SUPPLIED DATA:
☆ ☆ ☆ ☆ ☆ ☆ ☆
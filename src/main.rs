use anyhow::{Context, Result};
use chrono::Utc;
use clap::Parser;
use std::path::PathBuf;
use std::thread::sleep;
use std::time::Duration;

use track_slam::live_status::{current_timestamp, LiveStatus};
use track_slam::worker::WorkerOptions;
use track_slam::{CycleOutput, Session, SlamConfig, SlamPipeline, SlamWorker, TrackMap};

#[derive(Parser, Debug)]
#[command(name = "track_slam")]
#[command(about = "Cone-track EKF-SLAM - replay a recorded pose/detection session", long_about = None)]
struct Args {
    /// Recorded session (.json or .json.gz)
    #[arg(long)]
    session: PathBuf,

    /// JSON config overriding the defaults
    #[arg(long)]
    config: Option<PathBuf>,

    /// Output directory
    #[arg(long, default_value = "track_slam_sessions")]
    output_dir: String,

    /// Write live status every N cycles (0 = only at the end)
    #[arg(long, default_value = "10")]
    status_every: u64,

    /// Pace messages by their timestamps and run through the worker thread
    #[arg(long, default_value_t = false)]
    realtime: bool,
}

fn main() -> Result<()> {
    env_logger::Builder::from_env(env_logger::Env::default().default_filter_or("info")).init();
    let args = Args::parse();

    println!("[{}] Track SLAM Starting", ts_now());
    println!("  Session: {}", args.session.display());
    println!("  Output Dir: {}", args.output_dir);
    println!("  Mode: {}", if args.realtime { "realtime (worker)" } else { "replay" });

    let config = match &args.config {
        Some(path) => SlamConfig::load(path)
            .with_context(|| format!("loading config {}", path.display()))?,
        None => SlamConfig::default(),
    };

    let session = Session::load(&args.session)
        .with_context(|| format!("loading session {}", args.session.display()))?;
    let (poses, vision, lidar) = session.counts();
    println!(
        "[{}] Loaded {} messages ({} pose, {} vision, {} lidar)",
        ts_now(),
        session.len(),
        poses,
        vision,
        lidar
    );

    std::fs::create_dir_all(&args.output_dir)?;
    let status_path = format!("{}/live_status.json", args.output_dir);

    let (outputs, final_map, mut status) = if args.realtime {
        run_realtime(config, session, &args, &status_path)?
    } else {
        run_replay(config, session, &args, &status_path)?
    };

    let cycles_path = format!("{}/cycles_{}.json", args.output_dir, ts_now_clean());
    std::fs::write(&cycles_path, serde_json::to_string(&outputs)?)?;

    let map_path = format!("{}/map_{}_final.json", args.output_dir, ts_now_clean());
    std::fs::write(&map_path, serde_json::to_string_pretty(&final_map)?)?;

    status.timestamp = current_timestamp();
    let final_status_path = format!("{}/live_status_final.json", args.output_dir);
    let _ = status.save(&final_status_path);

    println!("\n=== Final Stats ===");
    println!("Cycles: {} ({} vision, {} lidar, {} failed)", status.cycles, status.vision_cycles, status.lidar_cycles, status.failed_cycles);
    println!("Landmarks: {} (added {}, pruned {})", final_map.cones.len(), status.landmarks_added, status.landmarks_pruned);
    println!("Detections: {} ({} rejected, {} updates skipped)", status.detections_processed, status.detections_rejected, status.updates_skipped);
    println!("Latency: last {:.2} ms, max {:.2} ms", status.last_latency_ms, status.max_latency_ms);
    println!("Dropped inputs: {}", status.dropped_inputs);
    println!("[{}] Wrote {} and {}", ts_now(), cycles_path, map_path);

    Ok(())
}

/// Feed every message straight into the pipeline, in file order.
fn run_replay(
    config: SlamConfig,
    session: Session,
    args: &Args,
    status_path: &str,
) -> Result<(Vec<CycleOutput>, TrackMap, LiveStatus)> {
    let started_at = current_timestamp();
    let mut pipeline = SlamPipeline::new(config)?;
    let mut outputs = Vec::new();

    for msg in session.messages {
        for output in pipeline.handle(msg.into()) {
            let cycle = output.stats.cycle;
            outputs.push(output);
            if args.status_every > 0 && (cycle + 1) % args.status_every == 0 {
                let status = pipeline.status_mut();
                status.touch(started_at);
                if let Err(e) = status.save(status_path) {
                    log::warn!("Failed to write status: {}", e);
                }
            }
        }
    }

    let summary = pipeline.finish();
    Ok((outputs, summary.final_map, summary.status))
}

/// Submit messages to the worker thread at their recorded pace.
fn run_realtime(
    config: SlamConfig,
    session: Session,
    args: &Args,
    status_path: &str,
) -> Result<(Vec<CycleOutput>, TrackMap, LiveStatus)> {
    let options = WorkerOptions {
        status_path: Some(status_path.to_string()),
        status_every: args.status_every,
        ..WorkerOptions::default()
    };
    let (worker, handle, output_rx) = SlamWorker::spawn(config, options)?;

    let mut outputs = Vec::new();
    let mut last_stamp: Option<f64> = None;
    for msg in session.messages {
        let stamp = msg.timestamp();
        if let Some(prev) = last_stamp {
            let gap = stamp - prev;
            if gap > 0.0 && gap.is_finite() {
                sleep(Duration::from_secs_f64(gap.min(1.0)));
            }
        }
        last_stamp = Some(stamp);
        handle.submit(msg.into())?;
        outputs.extend(output_rx.try_iter());
    }

    handle.shutdown()?;
    let summary = worker.join()?;
    outputs.extend(output_rx.try_iter());
    Ok((outputs, summary.final_map, summary.status))
}

fn ts_now() -> String {
    Utc::now().format("%H:%M:%S").to_string()
}

fn ts_now_clean() -> String {
    Utc::now().format("%Y%m%d_%H%M%S").to_string()
}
☆ ☆ ☆ ☆ ☆ ☆ ☆
Set down every entry exactly as given.

RESPONSE TO THE TASK:
filename src/main.rs
use anyhow::{Context, Result};
use chrono::Utc;
use clap::Parser;
use std::path::PathBuf;
use std::thread::sleep;
use std::time::Duration;

use track_slam::live_status::{current_timestamp, LiveStatus};
use track_slam::worker::WorkerOptions;
use track_slam::{CycleOutput, Session, SlamConfig, SlamPipeline, SlamWorker, TrackMap};

#[derive(Parser, Debug)]
#[command(name = "track_slam")]
#[command(about = "Cone-track EKF-SLAM - replay a recorded pose/detection session", long_about = None)]
struct Args {
    /// Recorded session (.json or .json.gz)
    #[arg(long)]
    session: PathBuf,

    /// JSON config overriding the defaults
    #[arg(long)]
    config: Option<PathBuf>,

    /// Output directory
    #[arg(long, default_value = "track_slam_sessions")]
    output_dir: String,

    /// Write live status every N cycles (0 = only at the end)
    #[arg(long, default_value = "10")]
    status_every: u64,

    /// Pace messages by their timestamps and run through the worker thread
    #[arg(long, default_value_t = false)]
    realtime: bool,
}

fn main() -> Result<()> {
    env_logger::Builder::from_env(env_logger::Env::default().default_filter_or("info")).init();
    let args = Args::parse();

    println!("[{}] Track SLAM Starting", ts_now());
    println!("  Session: {}", args.session.display());
    println!("  Output Dir: {}", args.output_dir);
    println!("  Mode: {}", if args.realtime { "realtime (worker)" } else { "replay" });

    let config = match &args.config {
        Some(path) => SlamConfig::load(path)
            .with_context(|| format!("loading config {}", path.display()))?,
        None => SlamConfig::default(),
    };

    let session = Session::load(&args.session)
        .with_context(|| format!("loading session {}", args.session.display()))?;
    let (poses, vision, lidar) = session.counts();
    println!(
        "[{}] Loaded {} messages ({} pose, {} vision, {} lidar)",
        ts_now(),
        session.len(),
        poses,
        vision,
        lidar
    );

    std::fs::create_dir_all(&args.output_dir)?;
    let status_path = format!("{}/live_status.json", args.output_dir);

    let (outputs, final_map, mut status) = if args.realtime {
        run_realtime(config, session, &args, &status_path)?
    } else {
        run_replay(config, session, &args, &status_path)?
    };

    let cycles_path = format!("{}/cycles_{}.json", args.output_dir, ts_now_clean());
    std::fs::write(&cycles_path, serde_json::to_string(&outputs)?)?;

    let map_path = format!("{}/map_{}_final.json", args.output_dir, ts_now_clean());
    std::fs::write(&map_path, serde_json::to_string_pretty(&final_map)?)?;

    status.timestamp = current_timestamp();
    let final_status_path = format!("{}/live_status_final.json", args.output_dir);
    let _ = status.save(&final_status_path);

    println!("\n=== Final Stats ===");
    println!("Cycles: {} ({} vision, {} lidar, {} failed)", status.cycles, status.vision_cycles, status.lidar_cycles, status.failed_cycles);
    println!("Landmarks: {} (added {}, pruned {})", final_map.cones.len(), status.landmarks_added, status.landmarks_pruned);
    println!("Detections: {} ({} rejected, {} updates skipped)", status.detections_processed, status.detections_rejected, status.updates_skipped);
    println!("Latency: last {:.2} ms, max {:.2} ms", status.last_latency_ms, status.max_latency_ms);
    println!("Dropped inputs: {}", status.dropped_inputs);
    println!("[{}] Wrote {} and {}", ts_now(), cycles_path, map_path);

    Ok(())
}

/// Feed every message straight into the pipeline, in file order.
fn run_replay(
    config: SlamConfig,
    session: Session,
    args: &Args,
    status_path: &str,
) -> Result<(Vec<CycleOutput>, TrackMap, LiveStatus)> {
    let started_at = current_timestamp();
    let mut pipeline = SlamPipeline::new(config)?;
    let mut outputs = Vec::new();

    for msg in session.messages {
        for output in pipeline.handle(msg.into()) {
            let cycle = output.stats.cycle;
            outputs.push(output);
            if args.status_every > 0 && (cycle + 1) % args.status_every == 0 {
                let status = pipeline.status_mut();
                status.touch(started_at);
                if let Err(e) = status.save(status_path) {
                    log::warn!("Failed to write status: {}", e);
                }
            }
        }
    }

    let summary = pipeline.finish();
    Ok((outputs, summary.final_map, summary.status))
}

/// Submit messages to the worker thread at their recorded pace.
fn run_realtime(
    config: SlamConfig,
    session: Session,
    args: &Args,
    status_path: &str,
) -> Result<(Vec<CycleOutput>, TrackMap, LiveStatus)> {
    let options = WorkerOptions {
        status_path: Some(status_path.to_string()),
        status_every: args.status_every,
        ..WorkerOptions::default()
    };
    let (worker, handle, output_rx) = SlamWorker::spawn(config, options)?;

    let mut outputs = Vec::new();
    let mut last_stamp: Option<f64> = None;
    for msg in session.messages {
        let stamp = msg.timestamp();
        if let Some(prev) = last_stamp {
            let gap = stamp - prev;
            if gap > 0.0 && gap.is_finite() {
                sleep(Duration::from_secs_f64(gap.min(1.0)));
            }
        }
        last_stamp = Some(stamp);
        handle.submit(msg.into())?;
        outputs.extend(output_rx.try_iter());
    }

    handle.shutdown()?;
    let summary = worker.join()?;
    outputs.extend(output_rx.try_iter());
    Ok((outputs, summary.final_map, summary.status))
}

fn ts_now() -> String {
    Utc::now().format("%H:%M:%S").to_string()
}

fn ts_now_clean() -> String {
    Utc::now().format("%Y%m%d_%H%M%S").to_string()
}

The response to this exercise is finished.